Distance keeps me and this child safe.
But she’s a smart woman; I’m sure she’ll figure out why she can’t reach me sooner or later, if she hasn’t already. I really don’t want to think about what happens when she does.
I imagine she knows a lot of scary people.
So, no, I don’t know exactly what will happen to her from here, but I don’t think it’s anything good. Whatever Alisha has planned for that woman will likely be brutal, perhaps even life-ending. Lesser people have been known to orchestrate some pretty fucked-up things from the inside of a prison cell.
There is no such thing as sunshine in a place like that.
But does she know about Sawyer yet?
That he’s dead?
That I’m the one who killed him?
They assured me the poison would work fast, that just a little bit in his coffee would do the trick, and I’ll be damned—it did.
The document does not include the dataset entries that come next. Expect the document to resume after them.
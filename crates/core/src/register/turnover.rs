//! Turnover math.

use chrono::{DateTime, Utc};
use serde::{Deserialize, Serialize};
use stockreg_shared::types::{ProductId, Quantity, WarehouseId};

use super::movement::{Movement, RecordType};
use crate::error::RegisterError;

/// Selects the movements a turnover covers.
///
/// The window is `[from, to)`. Unset dimensions mean "all".
#[derive(Debug, Clone, Serialize, Deserialize)]
pub struct TurnoverFilter {
    /// Restrict to one warehouse.
    pub warehouse_id: Option<WarehouseId>,
    /// Restrict to one product.
    pub product_id: Option<ProductId>,
    /// Window start, inclusive.
    pub from: DateTime<Utc>,
    /// Window end, exclusive.
    pub to: DateTime<Utc>,
}

impl TurnoverFilter {
    /// Rejects windows that end before they start.
    pub fn validate(&self) -> Result<(), RegisterError> {
        if self.to < self.from {
            return Err(RegisterError::validation(
                "to",
                format!("window end {} is before start {}", self.to, self.from),
            ));
        }
        Ok(())
    }

    /// Returns true if the movement's dimension pair is selected.
    #[must_use]
    pub fn selects(&self, movement: &Movement) -> bool {
        self.warehouse_id.is_none_or(|w| w == movement.warehouse_id)
            && self.product_id.is_none_or(|p| p == movement.product_id)
    }
}

/// Opening, in, out and closing quantities over a window.
#[derive(Debug, Clone, Copy, Default, PartialEq, Eq, Serialize, Deserialize)]
pub struct Turnover {
    /// Net of everything before the window.
    pub opening: Quantity,
    /// Receipts inside the window.
    pub receipt: Quantity,
    /// Expenses inside the window.
    pub expense: Quantity,
    /// `opening + receipt − expense`.
    pub closing: Quantity,
}

impl Turnover {
    /// Builds a turnover, deriving `closing`.
    pub fn new(opening: Quantity, receipt: Quantity, expense: Quantity) -> Result<Self, RegisterError> {
        let closing = opening
            .checked_add(receipt)
            .and_then(|q| q.checked_sub(expense))
            .ok_or_else(|| RegisterError::validation("closing", "quantity overflow"))?;
        Ok(Self {
            opening,
            receipt,
            expense,
            closing,
        })
    }

    /// Computes a turnover in memory. Movements at or after `to` are ignored.
    pub fn from_movements<'a>(
        filter: &TurnoverFilter,
        movements: impl IntoIterator<Item = &'a Movement>,
    ) -> Result<Self, RegisterError> {
        filter.validate()?;
        let overflow = || RegisterError::validation("quantity", "quantity overflow");

        let (mut opening, mut receipt, mut expense) = (Quantity::ZERO, Quantity::ZERO, Quantity::ZERO);
        for movement in movements.into_iter().filter(|m| filter.selects(m)) {
            if movement.period < filter.from {
                opening = opening
                    .checked_add(movement.signed_quantity())
                    .ok_or_else(overflow)?;
            } else if movement.period < filter.to {
                match movement.record_type {
                    RecordType::Receipt => {
                        receipt = receipt.checked_add(movement.quantity).ok_or_else(overflow)?;
                    }
                    RecordType::Expense => {
                        expense = expense.checked_add(movement.quantity).ok_or_else(overflow)?;
                    }
                }
            }
        }
        Self::new(opening, receipt, expense)
    }

    /// Returns true if `opening + receipt − expense == closing`.
    #[must_use]
    pub fn is_consistent(&self) -> bool {
        self.opening
            .checked_add(self.receipt)
            .and_then(|q| q.checked_sub(self.expense))
            == Some(self.closing)
    }
}
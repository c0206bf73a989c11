//! Application-wide error types.
//!
//! `AppError` is the envelope collaborators (HTTP handlers, CLI tools) see.
//! Domain crates keep their own richer enums and convert into it.

use thiserror::Error;

/// Result type alias using `AppError`.
pub type AppResult<T> = Result<T, AppError>;

/// Application error types.
#[derive(Debug, Error)]
pub enum AppError {
    /// Resource not found.
    #[error("Not found: {0}")]
    NotFound(String),

    /// Validation error.
    #[error("Validation error: {0}")]
    Validation(String),

    /// Business rule violation (insufficient stock, closed period).
    #[error("Business rule violation: {0}")]
    BusinessRule(String),

    /// Conflict (stale version, wrong document state).
    #[error("Conflict: {0}")]
    Conflict(String),

    /// Database error.
    #[error("Database error: {0}")]
    Database(String),

    /// Internal server error.
    #[error("Internal error: {0}")]
    Internal(String),
}

impl AppError {
    /// Returns the HTTP status code for this error.
    #[must_use]
    pub const fn status_code(&self) -> u16 {
        match self {
            Self::NotFound(_) => 404,
            Self::Validation(_) => 400,
            Self::BusinessRule(_) => 422,
            Self::Conflict(_) => 409,
            Self::Database(_) | Self::Internal(_) => 500,
        }
    }

    /// Returns the error code for API responses.
    #[must_use]
    pub const fn error_code(&self) -> &'static str {
        match self {
            Self::NotFound(_) => "NOT_FOUND",
            Self::Validation(_) => "VALIDATION_ERROR",
            Self::BusinessRule(_) => "BUSINESS_RULE_VIOLATION",
            Self::Conflict(_) => "CONFLICT",
            Self::Database(_) => "DATABASE_ERROR",
            Self::Internal(_) => "INTERNAL_ERROR",
        }
    }
}

#[cfg(test)]
mod tests {
    use super::*;
    use rstest::rstest;

    #[rstest]
    #[case(AppError::NotFound(String::new()), 404, "NOT_FOUND")]
    #[case(AppError::Validation(String::new()), 400, "VALIDATION_ERROR")]
    #[case(AppError::BusinessRule(String::new()), 422, "BUSINESS_RULE_VIOLATION")]
    #[case(AppError::Conflict(String::new()), 409, "CONFLICT")]
    #[case(AppError::Database(String::new()), 500, "DATABASE_ERROR")]
    #[case(AppError::Internal(String::new()), 500, "INTERNAL_ERROR")]
    fn test_status_and_code(#[case] error: AppError, #[case] status: u16, #[case] code: &str) {
        assert_eq!(error.status_code(), status);
        assert_eq!(error.error_code(), code);
    }

    #[test]
    fn test_error_display() {
        assert_eq!(
            AppError::NotFound("document 1".into()).to_string(),
            "Not found: document 1"
        );
        assert_eq!(
            AppError::BusinessRule("msg".into()).to_string(),
            "Business rule violation: msg"
        );
        assert_eq!(
            AppError::Conflict("msg".into()).to_string(),
            "Conflict: msg"
        );
    }
}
But I wasn’t sure, so that’s why I put the extra in his cereal, and some in the milk jug. And we don’t need to talk about how I got my hands on such a toxic poison, but know this: it wasn’t easy. I’ve met some very questionable characters in the months since my first sit-down with Alisha. Let’s just say I hope I never see any of them again.
And maybe I’m an idiot.
Because Alisha told me to run. To grab baby Dylan and drive off into the sunset as soon as the job was done, to never look back. Make a fresh start somewhere far away, where I wouldn’t be recognized by a single soul. The money had hit my account before I even left his condo—five million dollars, to be exact—and there was more coming: a deposit every year until Dylan’s eighteenth birthday, as long as I did what I was told.
And I should’ve run, I know that.
I just wasn’t sure I wanted to.
I’m still not sure.
That’s why I’ve been hunkered down in Alisha’s house in Buffalo for the past week. Why I can’t seem to work up the guts to pack up and go is beyond me. I just need some time to figure things out, that’s all. Get my bearings. But I kinda want to stick around long enough to watch it all fall down, too. To see Alisha come out on top.